Innate immune cell activation causes lung fibrosis in a humanized model of long COVID. Proceedings of the National Academy of Sciences of the United States of America Cui, L., Fang, Z., De Souza, C. M., Lerbs, T., Guan, Y., Li, I., Charu, V., Chen, S. Y., Weissman, I., Wernig, G. 2023; 120 (10): e2217199120


COVID-19 remains a global pandemic of an unprecedented magnitude with millions of people now developing "COVID lung fibrosis." Single-cell transcriptomics of lungs of patients with long COVID revealed a unique immune signature demonstrating the upregulation of key proinflammatory and innate immune effector genes CD47, IL-6, and JUN. We modeled the transition to lung fibrosis after COVID and profiled the immune response with single-cell mass cytometry in JUN mice.

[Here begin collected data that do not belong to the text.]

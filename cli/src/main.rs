//! CLI for numacopy
//!
//! Supports three commands:
//! - run: Measure the NUMA node × GPU × size matrix and report it
//! - list: Print the cases a run would execute
//! - topology: Show the GPUs and NUMA nodes found on this host

use anyhow::Result;
use clap::{Parser, Subcommand};
use tracing_subscriber::{layer::SubscriberExt, util::SubscriberInitExt, EnvFilter};

mod backend;
mod commands;
mod output;

#[derive(Parser)]
#[command(name = "numacopy")]
#[command(about = "numacopy - NUMA-bound GPU to write-combined host copy bandwidth", long_about = None)]
#[command(version)]
struct Cli {
    /// Verbose logging
    #[arg(short, long, global = true)]
    verbose: bool,

    #[command(subcommand)]
    command: Commands,
}

#[derive(Subcommand)]
enum Commands {
    /// Run the benchmark matrix
    Run(commands::run::RunArgs),

    /// List the cases a run would execute
    List(commands::list::ListArgs),

    /// Show host GPUs and NUMA nodes
    Topology(commands::topology::TopologyArgs),
}

fn main() -> Result<()> {
    let cli = Cli::parse();
    init_tracing(cli.verbose);

    match cli.command {
        Commands::Run(args) => commands::run::run(args),
        Commands::List(args) => commands::list::run(args),
        Commands::Topology(args) => commands::topology::run(args),
    }
}

fn init_tracing(verbose: bool) {
    let filter = if verbose {
        EnvFilter::try_from_default_env().unwrap_or_else(|_| EnvFilter::new("debug"))
    } else {
        EnvFilter::try_from_default_env().unwrap_or_else(|_| EnvFilter::new("info"))
    };

    // stdout carries the report only
    tracing_subscriber::registry()
        .with(filter)
        .with(
            tracing_subscriber::fmt::layer()
                .with_target(false)
                .with_writer(std::io::stderr),
        )
        .init();
}
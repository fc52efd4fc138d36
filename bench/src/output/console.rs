//! Console reporter
//!
//! Prints one table row per case as results arrive, then a short summary.

use std::io::Write;

use anyhow::Result;
use numacopy_shared::utils::{format_bytes, format_rate, format_seconds};
use numacopy_shared::{CaseOutcome, CaseResult};

const NAME_WIDTH: usize = 44;
const RULE_WIDTH: usize = 128;

/// Fixed-width table writer
pub struct ConsoleReporter<W: Write> {
    writer: W,
    header_written: bool,
}

impl<W: Write> ConsoleReporter<W> {
    pub fn new(writer: W) -> Self {
        Self {
            writer,
            header_written: false,
        }
    }

    fn header(&mut self) -> Result<()> {
        writeln!(
            self.writer,
            "{:<NAME_WIDTH$} {:>12} {:>13} {:>13} {:>15} {:>10} {:>7} {:>7}",
            "Benchmark", "Iterations", "Time/iter", "StdDev", "Throughput", "bytes", "cuda_id", "numa_id"
        )?;
        writeln!(self.writer, "{:-<RULE_WIDTH$}", "")?;
        self.header_written = true;
        Ok(())
    }

    /// Write the row of one result
    pub fn report(&mut self, result: &CaseResult) -> Result<()> {
        if !self.header_written {
            self.header()?;
        }

        match &result.outcome {
            CaseOutcome::Completed(m) => writeln!(
                self.writer,
                "{:<NAME_WIDTH$} {:>12} {:>13} {:>13} {:>15} {:>10} {:>7} {:>7}",
                result.run_name,
                m.iterations,
                format_seconds(m.mean_time_secs),
                format_seconds(m.stddev_time_secs),
                format_rate(m.bytes_per_second()),
                format_bytes(result.counters.bytes),
                result.counters.cuda_id,
                result.counters.numa_id,
            )?,
            CaseOutcome::Failed { reason, .. } => writeln!(
                self.writer,
                "{:<NAME_WIDTH$} ERROR OCCURRED: '{}'",
                result.run_name, reason
            )?,
            CaseOutcome::Skipped { reason, .. } => writeln!(
                self.writer,
                "{:<NAME_WIDTH$} SKIPPED: '{}'",
                result.run_name, reason
            )?,
        }
        self.writer.flush()?;
        Ok(())
    }

    /// Write the closing summary line
    pub fn summary(&mut self, results: &[CaseResult]) -> Result<()> {
        if !self.header_written {
            self.header()?;
        }

        let completed = results.iter().filter(|r| r.is_success()).count();
        let failed = results
            .iter()
            .filter(|r| matches!(r.outcome, CaseOutcome::Failed { .. }))
            .count();
        let skipped = results.len() - completed - failed;

        writeln!(self.writer, "{:-<RULE_WIDTH$}", "")?;
        writeln!(
            self.writer,
            "{} case(s): {} completed, {} failed, {} skipped",
            results.len(),
            completed,
            failed,
            skipped
        )?;
        self.writer.flush()?;
        Ok(())
    }

    pub fn into_inner(self) -> W {
        self.writer
    }
}

#[cfg(test)]
mod tests {
    use super::*;
    use numacopy_shared::{CaseStage, Measurement, MeasurementCase};

    fn completed() -> CaseResult {
        CaseResult::new(
            MeasurementCase::new(1, 0, 20).unwrap(),
            CaseOutcome::Completed(Measurement {
                iterations: 10,
                total_time_secs: 0.001,
                mean_time_secs: 0.0001,
                stddev_time_secs: 0.0,
                min_time_secs: 0.0001,
                max_time_secs: 0.0001,
                bytes_processed: 10 << 20,
            }),
        )
    }

    #[test]
    fn test_table_rows() {
        let skipped = CaseResult::new(
            MeasurementCase::new(0, 0, 8).unwrap(),
            CaseOutcome::Skipped {
                stage: CaseStage::Created,
                reason: "Comm_NUMAMemcpy_GPUToWC NUMA not available".to_string(),
            },
        );

        let mut reporter = ConsoleReporter::new(Vec::new());
        reporter.report(&completed()).unwrap();
        reporter.report(&skipped).unwrap();
        reporter.summary(&[completed(), skipped]).unwrap();

        let text = String::from_utf8(reporter.into_inner()).unwrap();
        let lines: Vec<_> = text.lines().collect();
        assert!(lines[0].starts_with("Benchmark"));
        assert!(lines[2].starts_with("Comm_NUMAMemcpy_GPUToWC/1/0/log2(N):20"));
        assert!(lines[2].contains("1.00 MiB"));
        assert!(lines[3].contains("SKIPPED: 'Comm_NUMAMemcpy_GPUToWC NUMA not available'"));
        assert_eq!(
            lines.last().copied(),
            Some("2 case(s): 1 completed, 0 failed, 1 skipped")
        );
    }

    #[test]
    fn test_header_written_once() {
        let mut reporter = ConsoleReporter::new(Vec::new());
        reporter.report(&completed()).unwrap();
        reporter.report(&completed()).unwrap();

        let text = String::from_utf8(reporter.into_inner()).unwrap();
        assert_eq!(text.matches("Benchmark").count(), 1);
    }
}
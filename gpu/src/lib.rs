//! GPU runtime layer
//!
//! Everything the benchmark needs from a GPU runtime is expressed by the
//! [`GpuRuntime`] trait: device reset/selection, device and pinned host
//! allocations, timing events and the asynchronous device-to-host copy.
//! Allocations and events are wrapped in scoped owners ([`DeviceBuffer`],
//! [`HostBuffer`], [`TransferTimer`]) which release them on drop.
//!
//! Two back ends are provided: [`sim::SimulatedGpu`], a deterministic model
//! used by tests and dry runs, and `cuda::CudaRuntime` behind the `cuda`
//! feature.

pub mod buffer;
#[cfg(feature = "cuda")]
pub mod cuda;
pub mod sim;
pub mod timer;

pub use buffer::{DeviceBuffer, HostBuffer};
pub use timer::{TimerError, TimingSample, TransferTimer};

use numacopy_shared::GpuId;
use thiserror::Error;

/// Address of a device memory allocation
#[derive(Copy, Clone, Debug, Eq, Hash, PartialEq)]
pub struct DevicePtr(pub u64);

/// Address of a pinned host memory allocation
#[derive(Copy, Clone, Debug, Eq, Hash, PartialEq)]
pub struct HostPtr(pub usize);

/// Handle to a GPU timing event
#[derive(Copy, Clone, Debug, Eq, Hash, PartialEq)]
pub struct EventHandle(pub usize);

/// Error reported by a GPU runtime entry point
#[derive(Clone, Debug, Error, Eq, PartialEq)]
#[error("GPU runtime call {api} failed with code {code}: {message}")]
pub struct GpuError {
    /// Runtime entry point that failed
    pub api: &'static str,

    /// Runtime-specific error code
    pub code: i32,

    /// Runtime-provided description of the error
    pub message: String,
}

/// Operations the benchmark needs from a GPU runtime
///
/// All operations act on the calling thread's current device. Copies and
/// event records go to the default stream.
pub trait GpuRuntime {
    /// Short back end name, used in reports
    fn name(&self) -> &'static str;

    /// Number of usable devices
    fn device_count(&self) -> Result<u32, GpuError>;

    /// Destroy all state associated with `device`
    fn reset_device(&self, device: GpuId) -> Result<(), GpuError>;

    /// Make `device` current for the calling thread
    fn set_device(&self, device: GpuId) -> Result<(), GpuError>;

    fn malloc_device(&self, bytes: u64) -> Result<DevicePtr, GpuError>;

    fn memset_device(&self, ptr: DevicePtr, value: u8, bytes: u64) -> Result<(), GpuError>;

    fn free_device(&self, ptr: DevicePtr) -> Result<(), GpuError>;

    /// Allocate page-locked host memory with write-combined caching
    fn host_alloc_write_combined(&self, bytes: u64) -> Result<HostPtr, GpuError>;

    fn free_host(&self, ptr: HostPtr) -> Result<(), GpuError>;

    fn create_event(&self) -> Result<EventHandle, GpuError>;

    fn destroy_event(&self, event: EventHandle) -> Result<(), GpuError>;

    fn record_event(&self, event: EventHandle) -> Result<(), GpuError>;

    /// Issue an asynchronous copy of `bytes` from `src` to `dst`
    fn memcpy_dtoh_async(&self, dst: HostPtr, src: DevicePtr, bytes: u64)
        -> Result<(), GpuError>;

    /// Block until `event` has completed
    fn synchronize_event(&self, event: EventHandle) -> Result<(), GpuError>;

    /// Elapsed time between two recorded events, in milliseconds
    fn event_elapsed_ms(&self, start: EventHandle, stop: EventHandle) -> Result<f32, GpuError>;
}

These studies revealed that COVID mediated chronic immune activation reminiscent to long COVID in humans. It was characterized by increased CD47, IL-6, and phospho-JUN (pJUN) expression which correlated with disease severity and pathogenic fibroblast populations. When we subsequently treated a humanized COVID lung fibrosis model by combined blockade of inflammation and fibrosis, we not only ameliorated fibrosis but also restored innate immune equilibrium indicating possible implications for clinical management of COVID lung fibrosis in patients.